What is oculopharyngeal muscular dystrophy (OPMD)?

From the Guidelines

Oculopharyngeal muscular dystrophy (OPMD) is a rare genetic disorder characterized by progressive muscle weakness, primarily affecting the eyelids and throat, and can be associated with upper oesophageal sphincter disturbances, including disordered neurally mediated opening of the upper oesophageal sphincter, as noted in the 2018 UK guidelines on oesophageal dilatation in clinical practice 1. Key characteristics of OPMD include:

• Progressive muscle weakness, primarily affecting the eyelids and throat
• Symptoms of dysphagia due to upper oesophageal sphincter disturbances
• Potential for treatment with upper oesophageal sphincter dilatation to relieve symptoms, as recommended in the 2018 guidelines with a moderate GRADE of evidence and strong strength of recommendation 1
• No cure, but treatment focuses on managing symptoms and maintaining quality of life Management strategies for OPMD may include:

1. Speech therapy: To improve swallowing and reduce the risk of aspiration
2. Eyelid surgery (blepharoplasty): For severe eyelid drooping (ptosis) that impairs vision
3. Swallowing interventions: Including modified diets, chin tuck maneuver while swallowing, or in severe cases, feeding tube placement
4. Physical therapy: To maintain muscle strength and mobility
5. Regular monitoring: For progression of symptoms and potential complications It is essential to note that OPMD is caused by a mutation in the PABPN1 gene, leading to abnormal protein accumulation in muscle cells, resulting in gradual muscle weakness and atrophy, typically starting in adulthood and progressing slowly over decades 1. Patients with OPMD should be advised to:

• Eat slowly and carefully to prevent choking
• Maintain good nutrition and hydration
• Stay physically active within their capabilities
• Have regular check-ups with a neurologist and other specialists as needed Understanding the genetic basis of OPMD helps in diagnosis and genetic counseling for affected families, and the 2018 guidelines provide a foundation for managing symptoms and improving quality of life for patients with OPMD 1.

From the Research

Definition and Characteristics of Oculopharyngeal Muscular Dystrophy (OPMD)

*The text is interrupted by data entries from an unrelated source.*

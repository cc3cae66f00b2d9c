//! Reader UI components.

use crate::credentials::ProviderId;
use crate::ui::Style;

use super::session::SessionConfig;

const VERSION: &str = env!("CARGO_PKG_VERSION");

pub fn print_header() {
    println!(
        "{} {} - Interactive Reader",
        Style::header("encyclo"),
        Style::version(format!("v{VERSION}"))
    );
    println!();
}

pub fn print_goodbye() {
    println!("{}", Style::success("Goodbye!"));
}

pub fn print_topic(topic: &str) {
    println!("{}", Style::topic(topic));
}

pub fn print_config(config: &SessionConfig, provider: ProviderId, overridden: bool) {
    let provider = if overridden {
        format!("{} {}", provider.tag(), Style::secondary("(override)"))
    } else {
        provider.tag().to_string()
    };
    let unset = || Style::secondary("(none)");

    println!("{}", Style::header("Configuration"));
    println!(
        "  {}   {}",
        Style::label("provider"),
        Style::value(provider)
    );
    println!(
        "  {}   {}",
        Style::label("language"),
        Style::value(config.language)
    );
    println!(
        "  {}   {}",
        Style::label("category"),
        config
            .category
            .as_deref()
            .map_or_else(unset, Style::value)
    );
    println!(
        "  {}    {}",
        Style::label("context"),
        config.context.as_deref().map_or_else(unset, Style::value)
    );
    println!();
}

pub fn print_help() {
    let commands = [
        ("/lang <zh|en>", "Switch content language"),
        ("/provider [id]", "Show or select the provider"),
        ("/category [name]", "Set or clear the topic category"),
        ("/context [text]", "Set or clear the surrounding text"),
        ("/refresh", "Look up the current topic again"),
        ("/reset", "Start a new conversation"),
        ("/config", "Show current settings"),
        ("/help", "Show this help"),
        ("/quit", "Exit the reader"),
    ];

    println!("{}", Style::header("Available commands"));
    for (command, description) in commands {
        println!(
            "  {}  {}",
            Style::command(format!("{command:<17}")),
            Style::secondary(description)
        );
    }
    println!();
}

pub fn print_success(message: &str) {
    println!("{} {message}", Style::success("✓"));
}

pub fn print_warning(message: &str) {
    eprintln!("{} {message}", Style::warning("Warning:"));
}

pub fn print_error(message: &str) {
    eprintln!("{} {message}", Style::error("Error:"));
    eprintln!();
}
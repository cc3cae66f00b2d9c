//! Terminal UI helpers: colors, spinner and interactive prompts.

use anyhow::{Result, bail};
use inquire::{Confirm, InquireError, Password, PasswordDisplayMode};

mod lookup;
mod spinner;
mod style;

pub use lookup::{LookupOutcome, print_lookup};
pub use spinner::Spinner;
pub use style::Style;

/// Check if the inquire error is a user cancellation/interruption.
const fn is_prompt_cancelled(err: &InquireError) -> bool {
    matches!(
        err,
        InquireError::OperationCanceled | InquireError::OperationInterrupted
    )
}

/// Runs `f`, treating a cancelled prompt (Ctrl+C or Escape) as success.
///
/// A newline is printed so the shell prompt starts on a clean line.
pub fn handle_prompt_cancellation<F>(f: F) -> Result<()>
where
    F: FnOnce() -> Result<()>,
{
    match f() {
        Ok(()) => Ok(()),
        Err(e)
            if e.downcast_ref::<InquireError>()
                .is_some_and(is_prompt_cancelled) =>
        {
            println!();
            Ok(())
        }
        Err(e) => Err(e),
    }
}

/// Asks for a secret without echoing it.
pub fn prompt_secret(label: &str) -> Result<String> {
    let value = Password::new(label)
        .with_display_mode(PasswordDisplayMode::Masked)
        .without_confirmation()
        .prompt()?;

    let value = value.trim();
    if value.is_empty() {
        bail!("{label} cannot be empty");
    }
    Ok(value.to_string())
}

pub fn confirm(message: &str, default: bool) -> Result<bool> {
    Ok(Confirm::new(message).with_default(default).prompt()?)
}
use anyhow::Result;
use std::io::{self, Write};
use std::time::Duration;

use super::{Spinner, Style};
use crate::orchestrator::{Lookup, LookupEvent};
use crate::status;

/// How a printed lookup ended.
#[derive(Debug, Clone, PartialEq, Eq)]
pub enum LookupOutcome {
    Completed { from_cache: bool },
    Failed(String),
    /// Another lookup took over before this one finished.
    Superseded,
}

/// Streams a lookup to stdout, with a spinner until the first text arrives.
pub async fn print_lookup(lookup: &mut Lookup, topic: &str) -> Result<LookupOutcome> {
    let spinner = Spinner::new(&format!("Looking up {topic}..."));
    let mut printed = false;

    while let Some(event) = lookup.next_event().await {
        spinner.stop();
        match event {
            LookupEvent::Fragment { text, .. } => {
                print!("{text}");
                io::stdout().flush()?;
                printed = true;
            }
            LookupEvent::Completed {
                text,
                elapsed,
                from_cache,
            } => {
                if !printed {
                    print!("{text}");
                }
                println!();
                status!("{}", Style::hint(elapsed_label(elapsed, from_cache)));
                return Ok(LookupOutcome::Completed { from_cache });
            }
            LookupEvent::Failed(message) => {
                if printed {
                    println!();
                }
                return Ok(LookupOutcome::Failed(message));
            }
        }
    }

    spinner.stop();
    if printed {
        println!();
    }
    Ok(LookupOutcome::Superseded)
}

fn elapsed_label(elapsed: Duration, from_cache: bool) -> String {
    let seconds = elapsed.as_secs_f64();
    if from_cache {
        format!("({seconds:.1}s, cached)")
    } else {
        format!("({seconds:.1}s)")
    }
}
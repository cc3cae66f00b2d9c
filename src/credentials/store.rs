use std::collections::HashMap;
use std::sync::Mutex;

/// Process-wide key/value settings storage.
///
/// Implementations never fail loudly: an unavailable backend reads as empty
/// and ignores writes.
pub trait SettingsStore: Send + Sync {
    fn get(&self, key: &str) -> Option<String>;
    fn set(&self, key: &str, value: &str);
    fn remove(&self, key: &str);
}

/// In-memory settings, used by tests and when no storage can be opened.
#[derive(Debug, Default)]
pub struct MemoryStore {
    entries: Mutex<HashMap<String, String>>,
}

impl MemoryStore {
    pub fn new() -> Self {
        Self::default()
    }
}

impl SettingsStore for MemoryStore {
    fn get(&self, key: &str) -> Option<String> {
        self.entries.lock().ok()?.get(key).cloned()
    }

    fn set(&self, key: &str, value: &str) {
        if let Ok(mut entries) = self.entries.lock() {
            entries.insert(key.to_string(), value.to_string());
        }
    }

    fn remove(&self, key: &str) {
        if let Ok(mut entries) = self.entries.lock() {
            entries.remove(key);
        }
    }
}
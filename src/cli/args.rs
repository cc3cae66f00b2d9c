use clap::{Parser, Subcommand};

#[derive(Parser, Debug)]
#[command(name = "encyclo")]
#[command(about = "Streaming encyclopedia-style definitions from LLM and wiki providers")]
#[command(version)]
pub struct Args {
    /// Topic to define
    pub topic: Option<String>,

    /// Content language (zh or en)
    #[arg(short = 'l', long = "lang", global = true)]
    pub language: Option<String>,

    /// Provider to use for this run (deepseek, gemini, groq, youchat, xunfei)
    #[arg(short = 'p', long, global = true)]
    pub provider: Option<String>,

    /// Category that narrows the definition, e.g. "physics"
    #[arg(short = 'c', long)]
    pub category: Option<String>,

    /// Surrounding text the topic was found in
    #[arg(short = 'x', long)]
    pub context: Option<String>,

    /// Read the surrounding text from a file ("-" for stdin)
    #[arg(long, value_name = "PATH", conflicts_with = "context")]
    pub context_file: Option<String>,

    /// Suppress spinners, hints and status lines
    #[arg(short = 'q', long, global = true)]
    pub quiet: bool,

    /// Disable colored output
    #[arg(long, global = true)]
    pub no_color: bool,

    #[command(subcommand)]
    pub command: Option<Command>,
}

#[derive(Subcommand, Debug)]
pub enum Command {
    /// Interactive reader: look up topics one after another
    Read,
    /// Manage provider API keys
    Keys {
        #[command(subcommand)]
        command: KeysCommand,
    },
    /// List providers or change the selected one
    Providers {
        #[command(subcommand)]
        command: Option<ProvidersCommand>,
    },
    /// List supported language codes
    Languages,
}

#[derive(Subcommand, Debug)]
pub enum KeysCommand {
    /// Store credentials for a provider (prompts when values are omitted)
    Set {
        /// Provider id
        provider: String,

        /// API key
        #[arg(long)]
        key: Option<String>,

        /// API secret (xunfei only)
        #[arg(long)]
        secret: Option<String>,
    },
    /// Remove credentials of one provider, or of all providers
    Clear {
        /// Provider id; omit to clear every stored key
        provider: Option<String>,

        /// Do not ask for confirmation
        #[arg(short = 'y', long)]
        yes: bool,
    },
    /// Show which providers have credentials
    Show,
}

#[derive(Subcommand, Debug)]
pub enum ProvidersCommand {
    /// List providers and their credential status
    List,
    /// Persist the provider used by default
    Select {
        /// Provider id
        provider: String,
    },
    /// Forget the selection and pick the first usable provider again
    Reset,
}
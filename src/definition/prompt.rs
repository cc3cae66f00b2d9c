use super::Language;

const ZH_BODY_RULES: &str =
    "请提供信息丰富且中立的内容。不要使用markdown、标题或任何特殊格式。只返回定义本身的文本。";

const EN_BODY_RULES: &str = "Please provide informative and neutral content. \
     Do not use markdown, headings, or any special formatting. \
     Return only the text of the definition itself.";

/// Builds the prompt sent to a text-generation backend.
///
/// A free-form `context` turns the topic into a question and wins over
/// `category`; a `category` scopes the definition; otherwise the bare term is
/// defined. Blank `category`/`context` values count as absent.
pub fn build_prompt(
    topic: &str,
    language: Language,
    category: Option<&str>,
    context: Option<&str>,
) -> String {
    let category = category.filter(|c| !c.trim().is_empty());
    let context = context.filter(|c| !c.trim().is_empty());

    match (language, context, category) {
        (Language::Zh, Some(context), _) => {
            format!("请用中文回答\"{topic}\"。\n\n上下文信息：{context}")
        }
        (Language::Zh, None, Some(category)) => format!(
            "请用中文为{category}类别里的术语\"{topic}\"提供一个简洁、百科全书式的定义。{ZH_BODY_RULES}"
        ),
        (Language::Zh, None, None) => {
            format!("请用中文为术语\"{topic}\"提供一个简洁、百科全书式的定义。{ZH_BODY_RULES}")
        }
        (Language::En, Some(context), _) => format!(
            "Please answer the question \"{topic}\" in English.\n\nContext information: {context}"
        ),
        (Language::En, None, Some(category)) => format!(
            "Please provide a concise, encyclopedia-style definition for the term: \"{topic}\" \
             in the category of {category} in English. {EN_BODY_RULES}"
        ),
        (Language::En, None, None) => format!(
            "Please provide a concise, encyclopedia-style definition for the term: \"{topic}\" \
             in English. {EN_BODY_RULES}"
        ),
    }
}
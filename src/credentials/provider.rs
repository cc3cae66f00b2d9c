use anyhow::Result;
use serde::{Deserialize, Serialize};
use std::fmt;
use std::str::FromStr;

/// Text-generation backends that can be selected by the user.
#[derive(Debug, Clone, Copy, PartialEq, Eq, Hash, Serialize, Deserialize)]
#[serde(rename_all = "lowercase")]
pub enum ProviderId {
    DeepSeek,
    Gemini,
    Xunfei,
    Groq,
    YouChat,
}

/// A secret a provider may need.
#[derive(Debug, Clone, Copy, PartialEq, Eq, Hash)]
pub enum CredentialField {
    ApiKey,
    ApiSecret,
}

impl ProviderId {
    /// Order used when no provider is explicitly selected.
    pub const FALLBACK_ORDER: [Self; 5] = [
        Self::DeepSeek,
        Self::Gemini,
        Self::Groq,
        Self::YouChat,
        Self::Xunfei,
    ];

    pub const fn tag(self) -> &'static str {
        match self {
            Self::DeepSeek => "deepseek",
            Self::Gemini => "gemini",
            Self::Xunfei => "xunfei",
            Self::Groq => "groq",
            Self::YouChat => "youchat",
        }
    }

    pub const fn display_name(self) -> &'static str {
        match self {
            Self::DeepSeek => "DeepSeek",
            Self::Gemini => "Gemini",
            Self::Xunfei => "Xunfei Spark (freemium)",
            Self::Groq => "Groq",
            Self::YouChat => "YouChat",
        }
    }

    /// Fields that must be non-empty for the provider to be usable.
    pub const fn required_fields(self) -> &'static [CredentialField] {
        match self {
            Self::DeepSeek | Self::Gemini | Self::Groq => &[CredentialField::ApiKey],
            Self::Xunfei => &[CredentialField::ApiKey, CredentialField::ApiSecret],
            Self::YouChat => &[],
        }
    }

    /// Fields the provider can store at all.
    pub const fn fields(self) -> &'static [CredentialField] {
        match self {
            Self::Xunfei => &[CredentialField::ApiKey, CredentialField::ApiSecret],
            _ => &[CredentialField::ApiKey],
        }
    }

    /// Name of the persisted settings entry for `field`.
    pub const fn storage_key(self, field: CredentialField) -> &'static str {
        match (self, field) {
            (Self::DeepSeek, _) => "DEEPSEEK_API_KEY",
            (Self::Gemini, _) => "GEMINI_API_KEY",
            (Self::Groq, _) => "GROQ_API_KEY",
            (Self::YouChat, _) => "YOUCHAT_API_KEY",
            (Self::Xunfei, CredentialField::ApiKey) => "XUNFEI_API_KEY",
            (Self::Xunfei, CredentialField::ApiSecret) => "XUNFEI_API_SECRET",
        }
    }
}

impl fmt::Display for ProviderId {
    fn fmt(&self, f: &mut fmt::Formatter<'_>) -> fmt::Result {
        f.write_str(self.tag())
    }
}

impl FromStr for ProviderId {
    type Err = anyhow::Error;

    fn from_str(s: &str) -> Result<Self> {
        Self::FALLBACK_ORDER
            .into_iter()
            .find(|p| p.tag() == s)
            .ok_or_else(|| {
                anyhow::anyhow!(
                    "Provider '{s}' not found\n\n\
                     Available providers: deepseek, gemini, groq, youchat, xunfei"
                )
            })
    }
}

#[cfg(test)]
mod tests {
    use super::*;

    #[test]
    fn test_tags_round_trip() {
        for provider in ProviderId::FALLBACK_ORDER {
            assert_eq!(provider.tag().parse::<ProviderId>().ok(), Some(provider));
        }
    }

    #[test]
    fn test_unknown_tag_is_rejected() {
        let err = "openai".parse::<ProviderId>().unwrap_err();
        assert!(err.to_string().contains("not found"));
    }

    #[test]
    fn test_xunfei_needs_key_and_secret() {
        assert_eq!(ProviderId::Xunfei.required_fields().len(), 2);
        assert_eq!(
            ProviderId::Xunfei.storage_key(CredentialField::ApiSecret),
            "XUNFEI_API_SECRET"
        );
    }

    #[test]
    fn test_youchat_needs_nothing() {
        assert!(ProviderId::YouChat.required_fields().is_empty());
    }
}
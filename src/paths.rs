//! XDG-style path utilities for configuration and settings storage.

use anyhow::{Context, Result};
use std::path::PathBuf;

const APP_DIR: &str = "encyclo";

/// Returns the configuration directory for encyclo.
///
/// Resolution order:
/// 1. `$XDG_CONFIG_HOME/encyclo` if `XDG_CONFIG_HOME` is set
/// 2. `~/.config/encyclo` otherwise
pub fn config_dir() -> Result<PathBuf> {
    if let Ok(xdg) = std::env::var("XDG_CONFIG_HOME")
        && !xdg.is_empty()
    {
        return Ok(PathBuf::from(xdg).join(APP_DIR));
    }
    let home = dirs::home_dir().context("Failed to determine home directory")?;
    Ok(home.join(".config").join(APP_DIR))
}

/// Path of the persisted credential/settings database.
pub fn settings_db_path() -> Result<PathBuf> {
    Ok(config_dir()?.join("settings.db"))
}
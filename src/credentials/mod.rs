//! Persisted provider credentials and provider selection.

mod provider;
mod sqlite;
mod store;

use std::sync::{Arc, Mutex};

pub use provider::{CredentialField, ProviderId};
pub use sqlite::SqliteStore;
pub use store::{MemoryStore, SettingsStore};

const SELECTED_PROVIDER_KEY: &str = "selected_service_provider";
const KEY_PROMPT_SHOWN_KEY: &str = "has_shown_api_key_prompt";

/// Notification sent to observers after a credential changes.
#[derive(Debug, Clone, PartialEq, Eq)]
pub struct CredentialEvent {
    pub provider: ProviderId,
    pub field: CredentialField,
    /// The new value, `None` when the field was cleared.
    pub value: Option<String>,
}

type Observer = Box<dyn Fn(&CredentialEvent) + Send + Sync>;

struct Inner {
    store: Box<dyn SettingsStore>,
    observers: Mutex<Vec<Observer>>,
}

/// Handle to the user's credentials and provider preference.
///
/// Cloning is cheap; all clones share the same storage and observers.
#[derive(Clone)]
pub struct CredentialStore {
    inner: Arc<Inner>,
}

impl CredentialStore {
    pub fn new(store: impl SettingsStore + 'static) -> Self {
        Self {
            inner: Arc::new(Inner {
                store: Box::new(store),
                observers: Mutex::new(Vec::new()),
            }),
        }
    }

    pub fn in_memory() -> Self {
        Self::new(MemoryStore::new())
    }

    /// Opens the persisted store, falling back to memory when it is unavailable.
    pub fn open_default() -> Self {
        match crate::paths::settings_db_path().and_then(SqliteStore::open) {
            Ok(store) => Self::new(store),
            Err(e) => {
                tracing::warn!(error = %e, "settings storage unavailable, using memory");
                Self::in_memory()
            }
        }
    }

    /// Registers a callback run after every credential change.
    pub fn on_change(&self, observer: impl Fn(&CredentialEvent) + Send + Sync + 'static) {
        if let Ok(mut observers) = self.inner.observers.lock() {
            observers.push(Box::new(observer));
        }
    }

    fn notify(&self, event: &CredentialEvent) {
        if let Ok(observers) = self.inner.observers.lock() {
            for observer in observers.iter() {
                observer(event);
            }
        }
    }

    pub fn get(&self, provider: ProviderId, field: CredentialField) -> Option<String> {
        self.inner
            .store
            .get(provider.storage_key(field))
            .filter(|v| !v.trim().is_empty())
    }

    /// Stores a field; an empty value removes it.
    pub fn set(&self, provider: ProviderId, field: CredentialField, value: &str) {
        let key = provider.storage_key(field);
        let value = value.trim();
        if value.is_empty() {
            self.inner.store.remove(key);
        } else {
            self.inner.store.set(key, value);
        }
        tracing::debug!(%provider, key, present = !value.is_empty(), "credential updated");
        self.notify(&CredentialEvent {
            provider,
            field,
            value: (!value.is_empty()).then(|| value.to_string()),
        });
    }

    pub fn api_key(&self, provider: ProviderId) -> Option<String> {
        self.get(provider, CredentialField::ApiKey)
    }

    pub fn api_secret(&self, provider: ProviderId) -> Option<String> {
        self.get(provider, CredentialField::ApiSecret)
    }

    pub fn set_api_key(&self, provider: ProviderId, key: &str) {
        self.set(provider, CredentialField::ApiKey, key);
    }

    pub fn set_api_secret(&self, provider: ProviderId, secret: &str) {
        self.set(provider, CredentialField::ApiSecret, secret);
    }

    /// True when every required field of `provider` is non-empty.
    pub fn has_credential(&self, provider: ProviderId) -> bool {
        provider
            .required_fields()
            .iter()
            .all(|field| self.get(provider, *field).is_some())
    }

    /// True when at least one provider is usable.
    pub fn has_any_credential(&self) -> bool {
        ProviderId::FALLBACK_ORDER
            .iter()
            .any(|p| self.has_credential(*p))
    }

    /// True when at least one secret has actually been stored.
    pub fn has_stored_secret(&self) -> bool {
        ProviderId::FALLBACK_ORDER.iter().any(|p| {
            p.fields()
                .iter()
                .any(|field| self.get(*p, *field).is_some())
        })
    }

    /// Removes every stored secret. The provider selection is kept.
    pub fn clear_all_api_keys(&self) {
        for provider in ProviderId::FALLBACK_ORDER {
            for field in provider.fields() {
                self.set(provider, *field, "");
            }
        }
    }

    /// The stored provider preference, if it names a known provider.
    pub fn explicit_selection(&self) -> Option<ProviderId> {
        self.inner
            .store
            .get(SELECTED_PROVIDER_KEY)
            .and_then(|tag| tag.parse().ok())
    }

    /// The stored preference, or the first usable provider in fallback order.
    pub fn selected_provider(&self) -> ProviderId {
        self.explicit_selection().unwrap_or_else(|| {
            ProviderId::FALLBACK_ORDER
                .into_iter()
                .find(|p| self.has_credential(*p))
                .unwrap_or(ProviderId::Xunfei)
        })
    }

    pub fn set_selected_provider(&self, provider: ProviderId) {
        self.inner.store.set(SELECTED_PROVIDER_KEY, provider.tag());
    }

    pub fn clear_selected_provider(&self) {
        self.inner.store.remove(SELECTED_PROVIDER_KEY);
    }

    pub fn has_shown_key_prompt(&self) -> bool {
        self.inner.store.get(KEY_PROMPT_SHOWN_KEY).as_deref() == Some("true")
    }

    pub fn set_has_shown_key_prompt(&self, shown: bool) {
        self.inner
            .store
            .set(KEY_PROMPT_SHOWN_KEY, if shown { "true" } else { "false" });
    }
}

impl std::fmt::Debug for CredentialStore {
    fn fmt(&self, f: &mut std::fmt::Formatter<'_>) -> std::fmt::Result {
        f.debug_struct("CredentialStore")
            .field("selected", &self.explicit_selection())
            .finish_non_exhaustive()
    }
}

• Oculopharyngeal muscular dystrophy (OPMD) is a late-onset intractable myopathy characterized by slowly progressive ptosis, dysphagia, and proximal limb weakness 2.
• It is caused by the abnormal expansion of the alanine-encoding (GCN)n trinucleotide repeat in the exon 1 of the polyadenosine (poly[A]) binding protein nuclear 1 gene (11-18 repeats in OPMD instead of the normal 10 repeats) 2, 3.
• OPMD is an autosomal dominant form of late-onset muscular dystrophy, with ptosis and dysphagia being the most common presenting symptoms 4.

Symptoms and Progression

• As the disease progresses, patients gradually develop a feeling of suffocation, regurgitation of food, and aspiration pneumonia, although the initial symptoms and the progression patterns vary among patients 2.
• The symptoms of OPMD include ptosis, dysphagia, and limb weakness, which can significantly impact health-related quality of life (HRQoL) 5.
• Lower extremity functional impairment and dysphagia symptom severity are significant predictors of HRQoL in OPMD patients 5.

Treatment and Management

• Autologous myoblast transplantation may provide therapeutic benefits by reducing swallowing problems in OPMD patients 2.
• Gene therapy combining complete knockdown of endogenous PABPN1 and its replacement by a wild-type PABPN1 has shown promise in reducing muscle fibrosis and improving muscle strength in a mouse model of OPMD 3.
• There is a need for more sensitive measures of OPMD progression, including biomarkers that do not require a muscle biopsy, to monitor disease progression and assess treatment efficacy 6.